Basically, there was a dearth of best practice information available for setting the expiration dates on certs issued for various purposes.
We found a wealth of mentions in PCI, FFIEC, FDIC, NCUA, HIPAA, NIST and other guidance about checking to make sure that expiration dates were valid, reasonable and such, but no real guidance for what “reasonable” is or anything to cite to make a statement that your approach and processes fit the reasonable judgement. There were plenty of guidance sources on checking authenticity of certs, vendor selection and all of that, but little to help organizations in their attempts to define reasonable best practices for how long certs should live once issued.

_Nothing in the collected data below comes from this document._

//! Immutable declarations of classes, properties, and groups.

use std::sync::Arc;

use indexmap::IndexMap;

use super::builder::SpecificationBuilder;
use super::constraint::ConstraintSpecification;
use crate::types::PropertyKind;

/// Constraints declared on one element (a class or one of its properties).
#[derive(Debug, Clone, PartialEq)]
pub struct ElementSpecification {
    pub(crate) class: String,
    pub(crate) constraints: Vec<Arc<ConstraintSpecification>>,
}

impl ElementSpecification {
    pub(crate) fn new(class: impl Into<String>) -> Self {
        Self {
            class: class.into(),
            constraints: Vec::new(),
        }
    }

    /// Owning class name.
    #[must_use]
    pub fn class(&self) -> &str {
        &self.class
    }

    /// Declared constraints in declaration order.
    #[must_use]
    pub fn constraints(&self) -> &[Arc<ConstraintSpecification>] {
        &self.constraints
    }
}

/// Constraints declared on a single property.
#[derive(Debug, Clone, PartialEq)]
pub struct PropertySpecification {
    pub(crate) element: ElementSpecification,
    pub(crate) name: String,
    pub(crate) kind: PropertyKind,
}

impl PropertySpecification {
    /// Property name.
    #[must_use]
    pub fn name(&self) -> &str {
        &self.name
    }

    /// Member or getter-style declaration.
    #[must_use]
    pub fn kind(&self) -> PropertyKind {
        self.kind
    }

    /// Owning class name.
    #[must_use]
    pub fn class(&self) -> &str {
        self.element.class()
    }

    /// Declared constraints in declaration order.
    #[must_use]
    pub fn constraints(&self) -> &[Arc<ConstraintSpecification>] {
        self.element.constraints()
    }
}

/// Everything declared directly on one class or interface.
#[derive(Debug, Clone, PartialEq)]
pub struct ClassSpecification {
    pub(crate) element: ElementSpecification,
    pub(crate) properties: IndexMap<String, PropertySpecification>,
    pub(crate) group_sequence: Option<Vec<String>>,
}

impl ClassSpecification {
    /// Class name.
    #[must_use]
    pub fn class(&self) -> &str {
        self.element.class()
    }

    /// Class-level constraints in declaration order.
    #[must_use]
    pub fn constraints(&self) -> &[Arc<ConstraintSpecification>] {
        self.element.constraints()
    }

    /// Property declarations keyed by property name.
    #[must_use]
    pub fn properties(&self) -> &IndexMap<String, PropertySpecification> {
        &self.properties
    }

    /// One property declaration.
    #[must_use]
    pub fn property(&self, name: &str) -> Option<&PropertySpecification> {
        self.properties.get(name)
    }

    /// Explicit group sequence, if declared.
    #[must_use]
    pub fn group_sequence(&self) -> Option<&[String]> {
        self.group_sequence.as_deref()
    }

    /// Returns `true` if nothing at all is declared.
    #[must_use]
    pub fn is_empty(&self) -> bool {
        self.element.constraints.is_empty()
            && self.properties.is_empty()
            && self.group_sequence.is_none()
    }
}

/// A named composition of other groups.
#[derive(Debug, Clone, PartialEq, Eq)]
pub struct GroupSpecification {
    pub(crate) name: String,
    pub(crate) groups: Vec<String>,
}

impl GroupSpecification {
    /// Composite group name.
    #[must_use]
    pub fn name(&self) -> &str {
        &self.name
    }

    /// Constituent groups in declaration order.
    #[must_use]
    pub fn groups(&self) -> &[String] {
        &self.groups
    }
}

/// Root of a declared constraint set, shareable across validations.
#[derive(Debug, Clone, Default, PartialEq)]
pub struct Specification {
    pub(crate) classes: IndexMap<String, Arc<ClassSpecification>>,
    pub(crate) groups: IndexMap<String, GroupSpecification>,
}

impl Specification {
    /// Starts building a specification.
    pub fn builder() -> SpecificationBuilder {
        SpecificationBuilder::default()
    }

    /// Declaration for one class, if any.
    #[must_use]
    pub fn class(&self, name: &str) -> Option<&Arc<ClassSpecification>> {
        self.classes.get(name)
    }

    /// All class declarations keyed by class name.
    #[must_use]
    pub fn classes(&self) -> &IndexMap<String, Arc<ClassSpecification>> {
        &self.classes
    }

    /// All group compositions keyed by group name.
    #[must_use]
    pub fn groups(&self) -> &IndexMap<String, GroupSpecification> {
        &self.groups
    }
}
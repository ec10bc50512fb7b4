use std::sync::Arc;

use super::CLASS_OPTION;
use crate::engine::ConstraintScope;
use crate::error::Result;
use crate::plugin::{ConstraintValidator, OptionSchema, Outcome};
use crate::spec::ConstraintSpecification;
use crate::value::Value;
use crate::violation::PropertyPath;

/// Cascades validation into referenced objects.
///
/// Objects are validated with the active groups at the current path. Lists
/// and maps are walked element by element; scalars and null are ignored.
/// With a `class` option, an object that is not an instance of that class or
/// interface produces a type-mismatch violation instead.
#[derive(Debug, Clone, Copy, Default)]
pub struct Valid;

impl Valid {
    fn cascade(
        value: &Value,
        constraint: &Arc<ConstraintSpecification>,
        path: PropertyPath,
        scope: &mut ConstraintScope<'_, '_>,
    ) -> Result<()> {
        match value {
            Value::Object(object) => scope.validate_reference(object, constraint, path),
            Value::List(items) => {
                for (index, item) in items.iter().enumerate() {
                    Self::cascade(item, constraint, path.index(index), scope)?;
                }
                Ok(())
            }
            Value::Map(entries) => {
                for (key, item) in entries {
                    Self::cascade(item, constraint, path.key(key), scope)?;
                }
                Ok(())
            }
            _ => Ok(()),
        }
    }
}

impl ConstraintValidator for Valid {
    fn options(&self) -> OptionSchema {
        OptionSchema::closed().optional(CLASS_OPTION)
    }

    fn validate(
        &self,
        value: &Value,
        constraint: &Arc<ConstraintSpecification>,
        scope: &mut ConstraintScope<'_, '_>,
    ) -> Result<Outcome> {
        let path = scope.path().clone();
        Self::cascade(value, constraint, path, scope)?;
        Ok(Outcome::Valid)
    }
}
//! Engine configuration.

use serde::{Deserialize, Serialize};

/// Default recursion limit for object traversal.
pub const DEFAULT_MAX_DEPTH: usize = 256;

/// Tunables shared by the resolver and the execution engine.
///
/// # Examples
///
/// ```rust,ignore
/// let config: ValidatorConfig = serde_json::from_str(r#"{"max_depth": 32}"#)?;
/// assert!(config.implicit_class_groups);
/// ```
#[derive(Debug, Clone, PartialEq, Eq, Serialize, Deserialize)]
#[serde(default)]
pub struct ValidatorConfig {
    /// Add the class's simple name to every constraint in `Default` while
    /// merging its metadata.
    pub implicit_class_groups: bool,

    /// Maximum object nesting depth before traversal aborts.
    pub max_depth: usize,
}

impl Default for ValidatorConfig {
    fn default() -> Self {
        Self {
            implicit_class_groups: true,
            max_depth: DEFAULT_MAX_DEPTH,
        }
    }
}

impl ValidatorConfig {
    /// Only explicitly declared groups select constraints.
    #[must_use]
    pub fn strict() -> Self {
        Self {
            implicit_class_groups: false,
            ..Self::default()
        }
    }

    /// Sets the traversal depth limit.
    #[must_use = "builder methods must be chained or built"]
    pub fn with_max_depth(mut self, max_depth: usize) -> Self {
        self.max_depth = max_depth;
        self
    }
}
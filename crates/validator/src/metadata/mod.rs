//! Resolved metadata: declarations merged across class hierarchies.

mod class;
mod loader;
mod resolver;

pub use class::{ClassMetadata, PropertyMetadata};
pub use loader::MetadataLoader;
pub use resolver::MetadataResolver;
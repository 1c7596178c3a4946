//! cumulus-comm: loopback transport between the GUI and server processes.
//!
//! Three layers:
//! - [`envelope`] — length-prefixed JSON framing with base64 payloads
//! - [`channel`] — separator-framed byte channel for the shell extension
//! - [`client`] / [`server`] — correlated request/reply plus signal push
//!
//! Security model: loopback only, no TLS; the port is published
//! out-of-band and OS process isolation does the rest.

pub mod channel;
pub mod client;
pub mod dispatch;
pub mod envelope;
pub mod server;

pub use channel::{CommChannel, LOG_EXCERPT_MAX, MESSAGE_SEPARATOR};
pub use client::{ClientEvent, CommClient, CommError, SignalEvent};
pub use dispatch::DispatchOrder;
pub use envelope::{Message, MAX_FRAME_LEN};
pub use server::{CommServer, RequestHandler};
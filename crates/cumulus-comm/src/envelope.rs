//! Wire envelope: `[4-byte length][JSON body]`.
//!
//! Three message kinds travel over one loopback stream:
//!
//! ```text
//! request: {"msgType": 0, "requestId": n, "requestNum": n, "params": <base64>}
//! reply:   {"msgType": 1, "replyId":   n, "result": <base64>}
//! signal:  {"msgType": 2, "signalId":  n, "signalNum": n, "params": <base64>}
//! ```
//!
//! Payloads are base64-encoded before framing, so arbitrary bytes
//! (including the shell channel's separator byte) survive the trip.
//! The length prefix is little-endian on every supported target.

use base64::engine::general_purpose::STANDARD as BASE64;
use base64::Engine;
use bytes::{Buf, BufMut, Bytes, BytesMut};
use serde::{Deserialize, Serialize};
use thiserror::Error;

use cumulus_core::proto::{MsgType, RequestNum, SignalNum};

/// Frames above this size indicate a desynchronized stream, not a real
/// message; the connection is reset rather than misparsed forever.
pub const MAX_FRAME_LEN: usize = 16 * 1024 * 1024;

const LEN_PREFIX: usize = 4;

#[derive(Debug, Error)]
pub enum EnvelopeError {
    #[error("bad message: {0}")]
    Json(#[from] serde_json::Error),
    #[error("bad message: unknown msgType {0}")]
    UnknownType(i32),
    #[error("bad message: unknown requestNum {0}")]
    UnknownRequestNum(i32),
    #[error("bad message: unknown signalNum {0}")]
    UnknownSignalNum(i32),
    #[error("bad message: missing field {0}")]
    MissingField(&'static str),
    #[error("bad message: invalid base64 payload")]
    Base64(#[from] base64::DecodeError),
    #[error("frame length {0} exceeds limit, stream desynchronized")]
    Oversized(usize),
}

/// A decoded protocol message.
#[derive(Debug, Clone, PartialEq)]
pub enum Message {
    Request {
        id: u64,
        num: RequestNum,
        params: Bytes,
    },
    Reply {
        id: u64,
        result: Bytes,
    },
    Signal {
        id: u64,
        num: SignalNum,
        params: Bytes,
    },
}

/// Transport view of the JSON body; every field optional so one struct
/// covers all three kinds.
#[derive(Debug, Default, Serialize, Deserialize)]
struct RawEnvelope {
    #[serde(rename = "msgType")]
    msg_type: i32,
    #[serde(rename = "requestId", skip_serializing_if = "Option::is_none")]
    request_id: Option<u64>,
    #[serde(rename = "requestNum", skip_serializing_if = "Option::is_none")]
    request_num: Option<i32>,
    #[serde(rename = "replyId", skip_serializing_if = "Option::is_none")]
    reply_id: Option<u64>,
    #[serde(rename = "signalId", skip_serializing_if = "Option::is_none")]
    signal_id: Option<u64>,
    #[serde(rename = "signalNum", skip_serializing_if = "Option::is_none")]
    signal_num: Option<i32>,
    #[serde(skip_serializing_if = "Option::is_none")]
    params: Option<String>,
    #[serde(skip_serializing_if = "Option::is_none")]
    result: Option<String>,
}

impl Message {
    /// Serialize to a length-prefixed frame ready to write to the socket.
    pub fn to_frame(&self) -> Bytes {
        let raw = match self {
            Message::Request { id, num, params } => RawEnvelope {
                msg_type: MsgType::Request as i32,
                request_id: Some(*id),
                request_num: Some(*num as i32),
                params: Some(BASE64.encode(params)),
                ..Default::default()
            },
            Message::Reply { id, result } => RawEnvelope {
                msg_type: MsgType::Reply as i32,
                reply_id: Some(*id),
                result: Some(BASE64.encode(result)),
                ..Default::default()
            },
            Message::Signal { id, num, params } => RawEnvelope {
                msg_type: MsgType::Signal as i32,
                signal_id: Some(*id),
                signal_num: Some(*num as i32),
                params: Some(BASE64.encode(params)),
                ..Default::default()
            },
        };
        let body = serde_json::to_vec(&raw).expect("envelope serialization is infallible");
        let mut frame = BytesMut::with_capacity(LEN_PREFIX + body.len());
        frame.put_u32_le(body.len() as u32);
        frame.put_slice(&body);
        frame.freeze()
    }

    /// Parse one JSON body (without the length prefix).
    pub fn from_json(body: &[u8]) -> Result<Self, EnvelopeError> {
        let raw: RawEnvelope = serde_json::from_slice(body)?;
        let msg_type =
            MsgType::try_from(raw.msg_type).map_err(EnvelopeError::UnknownType)?;
        match msg_type {
            MsgType::Request => {
                let id = raw
                    .request_id
                    .ok_or(EnvelopeError::MissingField("requestId"))?;
                let num = raw
                    .request_num
                    .ok_or(EnvelopeError::MissingField("requestNum"))?;
                let num =
                    RequestNum::try_from(num).map_err(EnvelopeError::UnknownRequestNum)?;
                let params = decode_payload(raw.params.as_deref())?;
                Ok(Message::Request { id, num, params })
            }
            MsgType::Reply => {
                let id = raw.reply_id.ok_or(EnvelopeError::MissingField("replyId"))?;
                let result = decode_payload(raw.result.as_deref())?;
                Ok(Message::Reply { id, result })
            }
            MsgType::Signal => {
                let id = raw
                    .signal_id
                    .ok_or(EnvelopeError::MissingField("signalId"))?;
                let num = raw
                    .signal_num
                    .ok_or(EnvelopeError::MissingField("signalNum"))?;
                let num = SignalNum::try_from(num).map_err(EnvelopeError::UnknownSignalNum)?;
                let params = decode_payload(raw.params.as_deref())?;
                Ok(Message::Signal { id, num, params })
            }
        }
    }
}

fn decode_payload(field: Option<&str>) -> Result<Bytes, EnvelopeError> {
    match field {
        Some(text) => Ok(Bytes::from(BASE64.decode(text)?)),
        None => Ok(Bytes::new()),
    }
}

/// Peel one complete `[length][body]` unit off the reassembly buffer.
///
/// Returns `Ok(None)` while the unit is still partial; the buffered bytes
/// persist across socket reads. An oversized length prefix is a
/// desynchronized stream and yields `Oversized`, which the caller turns
/// into a connection reset.
pub fn decode_frame(buf: &mut BytesMut) -> Result<Option<Bytes>, EnvelopeError> {
    if buf.len() < LEN_PREFIX {
        return Ok(None);
    }
    let len = u32::from_le_bytes([buf[0], buf[1], buf[2], buf[3]]) as usize;
    if len > MAX_FRAME_LEN {
        return Err(EnvelopeError::Oversized(len));
    }
    if buf.len() < LEN_PREFIX + len {
        return Ok(None);
    }
    buf.advance(LEN_PREFIX);
    Ok(Some(buf.split_to(len).freeze()))
}

#[cfg(test)]
mod tests {
    use super::*;
    use proptest::prelude::*;

    fn round_trip(msg: Message) -> Message {
        let frame = msg.to_frame();
        let mut buf = BytesMut::from(&frame[..]);
        let body = decode_frame(&mut buf).unwrap().expect("complete frame");
        assert!(buf.is_empty(), "frame must consume exactly its bytes");
        Message::from_json(&body).unwrap()
    }

    #[test]
    fn request_round_trips() {
        let msg = Message::Request {
            id: 7,
            num: RequestNum::SyncStart,
            params: Bytes::from_static(b"{\"syncDbId\":42}"),
        };
        assert_eq!(round_trip(msg.clone()), msg);
    }

    #[test]
    fn separator_bytes_in_payload_survive_framing() {
        // The shell channel separator (newline) must not break the envelope.
        let msg = Message::Request {
            id: 1,
            num: RequestNum::SyncStatus,
            params: Bytes::from_static(b"\n\n\x00\xff\n"),
        };
        assert_eq!(round_trip(msg.clone()), msg);
    }

    #[test]
    fn partial_frame_stays_buffered() {
        let frame = Message::Reply {
            id: 3,
            result: Bytes::from_static(b"ok"),
        }
        .to_frame();

        let mut buf = BytesMut::new();
        buf.extend_from_slice(&frame[..5]);
        assert!(decode_frame(&mut buf).unwrap().is_none());
        assert_eq!(buf.len(), 5);

        buf.extend_from_slice(&frame[5..]);
        let body = decode_frame(&mut buf).unwrap().expect("now complete");
        assert!(matches!(
            Message::from_json(&body).unwrap(),
            Message::Reply { id: 3, .. }
        ));
    }

    #[test]
    fn two_frames_in_one_read_both_decode() {
        let a = Message::Signal {
            id: 0,
            num: SignalNum::SyncProgressInfo,
            params: Bytes::from_static(b"55"),
        };
        let b = Message::Signal {
            id: 1,
            num: SignalNum::SyncCompletedItem,
            params: Bytes::new(),
        };
        let mut buf = BytesMut::new();
        buf.extend_from_slice(&a.to_frame());
        buf.extend_from_slice(&b.to_frame());

        let first = decode_frame(&mut buf).unwrap().unwrap();
        let second = decode_frame(&mut buf).unwrap().unwrap();
        assert_eq!(Message::from_json(&first).unwrap(), a);
        assert_eq!(Message::from_json(&second).unwrap(), b);
        assert!(buf.is_empty());
    }

    #[test]
    fn oversized_length_prefix_is_desync() {
        let mut buf = BytesMut::new();
        buf.put_u32_le(u32::MAX);
        buf.put_slice(b"garbage");
        assert!(matches!(
            decode_frame(&mut buf),
            Err(EnvelopeError::Oversized(_))
        ));
    }

    #[test]
    fn malformed_json_is_rejected() {
        assert!(Message::from_json(b"{not json").is_err());
    }

    #[test]
    fn unknown_msg_type_is_rejected() {
        assert!(matches!(
            Message::from_json(br#"{"msgType": 9}"#),
            Err(EnvelopeError::UnknownType(9))
        ));
    }

    proptest! {
        /// Arbitrary payload bytes round-trip exactly, id and num intact.
        #[test]
        fn payload_round_trip(payload in proptest::collection::vec(any::<u8>(), 0..4096), id in any::<u64>()) {
            let msg = Message::Request {
                id,
                num: RequestNum::NodeVfsStatus,
                params: Bytes::from(payload),
            };
            prop_assert_eq!(round_trip(msg.clone()), msg);
        }
    }
}
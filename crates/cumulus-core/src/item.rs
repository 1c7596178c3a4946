//! Per-change description produced by the sync engine.

use std::path::PathBuf;

use serde::{Deserialize, Serialize};

use crate::types::{
    CancelType, ConflictType, InconsistencyType, NodeType, SyncDirection, SyncFileInstruction,
    SyncFileStatus, SyncTime,
};
use crate::NodeId;

/// One filesystem entry undergoing a sync operation.
///
/// Created by the sync engine per detected change and consumed read-only
/// by the VFS layer (`create_placeholder` / `convert_to_placeholder`).
#[derive(Debug, Clone, Default, Serialize, Deserialize)]
pub struct SyncFileItem {
    pub node_type: NodeType,
    /// Sync-folder-relative path.
    pub path: PathBuf,
    /// Destination path for moves.
    pub new_path: Option<PathBuf>,
    pub local_node_id: Option<NodeId>,
    pub remote_node_id: Option<NodeId>,
    pub direction: SyncDirection,
    pub instruction: SyncFileInstruction,
    pub status: SyncFileStatus,
    pub conflict: ConflictType,
    pub inconsistency: InconsistencyType,
    pub cancel_type: CancelType,
    pub size: i64,
    pub modification_time: SyncTime,
    pub creation_time: SyncTime,
    pub dehydrated: bool,
    pub confirmed: bool,
}

impl SyncFileItem {
    pub fn new(
        node_type: NodeType,
        path: PathBuf,
        local_node_id: Option<NodeId>,
        remote_node_id: Option<NodeId>,
        direction: SyncDirection,
        instruction: SyncFileInstruction,
        size: i64,
    ) -> Self {
        Self {
            node_type,
            path,
            local_node_id,
            remote_node_id,
            direction,
            instruction,
            size,
            ..Default::default()
        }
    }

    pub fn is_directory(&self) -> bool {
        self.node_type == NodeType::Directory
    }
}
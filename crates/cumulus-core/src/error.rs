//! Two-level error taxonomy shared by the VFS and comm layers.
//!
//! Every fallible operation returns an [`ExitInfo`] carrying a coarse
//! [`ExitCode`] and a narrowing [`ExitCause`]. Callers branch on both
//! fields: retry on `NetworkError`/`NetworkTimeout`, surface to the user
//! on `SystemError`/`FileAccessError`, blacklist-and-continue on
//! `DataError`/`FileExists`, and so on. Expected failures (missing file,
//! access denied, timeout) are always values, never panics.

use serde::{Deserialize, Serialize};
use thiserror::Error;

/// Coarse failure category.
#[derive(Debug, Clone, Copy, PartialEq, Eq, Hash, Serialize, Deserialize)]
pub enum ExitCode {
    Ok,
    Unknown,
    NetworkError,
    /// Corruption of data
    DataError,
    /// Error in a local database function
    DbError,
    /// I/O error, permission failure, etc.
    SystemError,
    FatalError,
    /// Violated precondition or invariant within the program
    LogicError,
    /// The sync configuration is not valid
    InvalidSync,
    InvalidOperation,
    OperationCanceled,
}

/// Narrow failure reason within an [`ExitCode`] category.
#[derive(Debug, Clone, Copy, PartialEq, Eq, Hash, Serialize, Deserialize)]
pub enum ExitCause {
    Unknown,
    NotFound,
    FileAccessError,
    FileExists,
    FileLocked,
    NotPlaceHolder,
    InvalidArgument,
    NotEnoughDiskSpace,
    NetworkTimeout,
    SocketsDefuncted,
    DriveAsleep,
    DriveWakingUp,
    InconsistentPinState,
    UnableToCreateVfs,
    OperationCanceled,
    WorkerExited,
    SyncDirDoesntExist,
    SyncDirAccessError,
}

/// The `(code, cause)` pair returned by every VFS and comm operation.
///
/// Success is represented by `Ok(..)` of an [`ExitResult`]; an `ExitInfo`
/// used as an error therefore never carries `ExitCode::Ok`.
#[derive(Debug, Clone, Copy, PartialEq, Eq, Error)]
#[error("{code:?} ({cause:?})")]
pub struct ExitInfo {
    pub code: ExitCode,
    pub cause: ExitCause,
}

pub type ExitResult<T> = Result<T, ExitInfo>;

impl ExitInfo {
    pub const fn new(code: ExitCode, cause: ExitCause) -> Self {
        Self { code, cause }
    }

    /// `SystemError` with a specific cause, the most common VFS failure shape.
    pub const fn system(cause: ExitCause) -> Self {
        Self::new(ExitCode::SystemError, cause)
    }

    /// `LogicError` with a specific cause.
    pub const fn logic(cause: ExitCause) -> Self {
        Self::new(ExitCode::LogicError, cause)
    }

    /// Default VFS error: the file gets blacklisted until the user edits,
    /// moves or deletes it, or the sync is restarted.
    pub const fn default_vfs_error() -> Self {
        Self::system(ExitCause::FileAccessError)
    }

    pub const fn code(&self) -> ExitCode {
        self.code
    }

    pub const fn cause(&self) -> ExitCause {
        self.cause
    }
}

impl From<ExitCode> for ExitInfo {
    fn from(code: ExitCode) -> Self {
        Self::new(code, ExitCause::Unknown)
    }
}

#[cfg(test)]
mod tests {
    use super::*;

    #[test]
    fn code_only_conversion_defaults_cause_to_unknown() {
        let info: ExitInfo = ExitCode::NetworkError.into();
        assert_eq!(info.code(), ExitCode::NetworkError);
        assert_eq!(info.cause(), ExitCause::Unknown);
    }

    #[test]
    fn display_names_both_fields() {
        let info = ExitInfo::system(ExitCause::NotFound);
        let text = info.to_string();
        assert!(text.contains("SystemError"));
        assert!(text.contains("NotFound"));
    }
}
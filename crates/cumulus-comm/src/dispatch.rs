//! Client-side work queues for the comm worker.
//!
//! Three queues feed one dispatcher: pending replies, pending signals,
//! and outbound requests, always served in that priority order. The
//! order *within* each queue is an explicit policy rather than an
//! accident of container choice; the default is oldest-first, so
//! signals reach the application in the order they arrived on the
//! wire.

use std::collections::VecDeque;
use std::sync::Mutex;

use bytes::Bytes;
use tokio::sync::Notify;

use cumulus_core::proto::{RequestNum, SignalNum};

/// Service order within one queue.
#[derive(Debug, Clone, Copy, Default, PartialEq, Eq)]
pub enum DispatchOrder {
    /// Newest first: the most recent user action wins.
    Lifo,
    /// Oldest first: arrival order is preserved.
    #[default]
    Fifo,
}

#[derive(Debug, PartialEq)]
pub(crate) enum WorkItem {
    Reply(u64, Bytes),
    Signal(u64, SignalNum, Bytes),
    Request(u64, RequestNum, Bytes),
}

#[derive(Default)]
struct QueueState {
    replies: VecDeque<(u64, Bytes)>,
    signals: VecDeque<(u64, SignalNum, Bytes)>,
    requests: VecDeque<(u64, RequestNum, Bytes)>,
    stop: bool,
}

pub(crate) struct DispatchQueues {
    state: Mutex<QueueState>,
    notify: Notify,
    order: DispatchOrder,
}

impl DispatchQueues {
    pub fn new(order: DispatchOrder) -> Self {
        Self {
            state: Mutex::new(QueueState::default()),
            notify: Notify::new(),
            order,
        }
    }

    pub fn push_reply(&self, id: u64, result: Bytes) {
        self.state
            .lock()
            .expect("dispatch queue lock poisoned")
            .replies
            .push_back((id, result));
        self.notify.notify_one();
    }

    pub fn push_signal(&self, id: u64, num: SignalNum, params: Bytes) {
        self.state
            .lock()
            .expect("dispatch queue lock poisoned")
            .signals
            .push_back((id, num, params));
        self.notify.notify_one();
    }

    pub fn push_request(&self, id: u64, num: RequestNum, params: Bytes) {
        self.state
            .lock()
            .expect("dispatch queue lock poisoned")
            .requests
            .push_back((id, num, params));
        self.notify.notify_one();
    }

    /// One-way stop: wakes the dispatcher, which then drains no further work.
    pub fn stop(&self) {
        self.state
            .lock()
            .expect("dispatch queue lock poisoned")
            .stop = true;
        self.notify.notify_one();
    }

    /// Next item per priority and policy; `None` once stopped.
    pub async fn next(&self) -> Option<WorkItem> {
        loop {
            let notified = self.notify.notified();
            {
                let mut state = self.state.lock().expect("dispatch queue lock poisoned");
                if state.stop {
                    return None;
                }
                if let Some(item) = Self::pop(&mut state, self.order) {
                    return Some(item);
                }
            }
            notified.await;
        }
    }

    /// Non-blocking pop, used by `next` and by tests.
    pub(crate) fn try_next(&self) -> Option<WorkItem> {
        let mut state = self.state.lock().expect("dispatch queue lock poisoned");
        if state.stop {
            return None;
        }
        Self::pop(&mut state, self.order)
    }

    fn pop(state: &mut QueueState, order: DispatchOrder) -> Option<WorkItem> {
        fn take<T>(queue: &mut VecDeque<T>, order: DispatchOrder) -> Option<T> {
            match order {
                DispatchOrder::Lifo => queue.pop_back(),
                DispatchOrder::Fifo => queue.pop_front(),
            }
        }

        if let Some((id, result)) = take(&mut state.replies, order) {
            return Some(WorkItem::Reply(id, result));
        }
        if let Some((id, num, params)) = take(&mut state.signals, order) {
            return Some(WorkItem::Signal(id, num, params));
        }
        if let Some((id, num, params)) = take(&mut state.requests, order) {
            return Some(WorkItem::Request(id, num, params));
        }
        None
    }
}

Our next step was to take a look at the practices of some of the leading certificate vendors and see if we could establish a consensus from their approaches. Quick checks into their process revealed the following:
The major certificate vendors (Verisign, Thawte, etc.) issue certificates with a maximum life span of 2-3 years for most purposes. They explained that this minimized the overhead management work for them while establishing enough care for cryptographic changes (this doesn’t happen right? MD5 nightmare anyone, anyone?), organizational changes and churn in their client base. Secondary vendors (Comodo, RapidSSL, GlobalSign, etc.) in this arena issue certificates for a maximum of 5 years. It appears that they are willing to extend trust a little further to minimize their workload/overhead in management of the certs and processes.
Generally speaking, after reviewing this data, the various standards and processes and the mechanisms that the “big boys” use, I would offer the following as a best practice for setting up expirations on certificates in general.
The best practice for establishing expiration dates on certificates should be two years with a hard set maximum of five years. Two years should be the established baseline for processes and organizations with any increases (up to a maximum of five years) requiring appropriate risk assessment/acceptance from responsible parties in an organization.
I hope this helps folks who are working on establishing certificate systems and other processes in their organizations. If you disagree with my approach or work, please let me know. I am always open to comments via the blog or @lbhuston on Twitter. Thanks for reading!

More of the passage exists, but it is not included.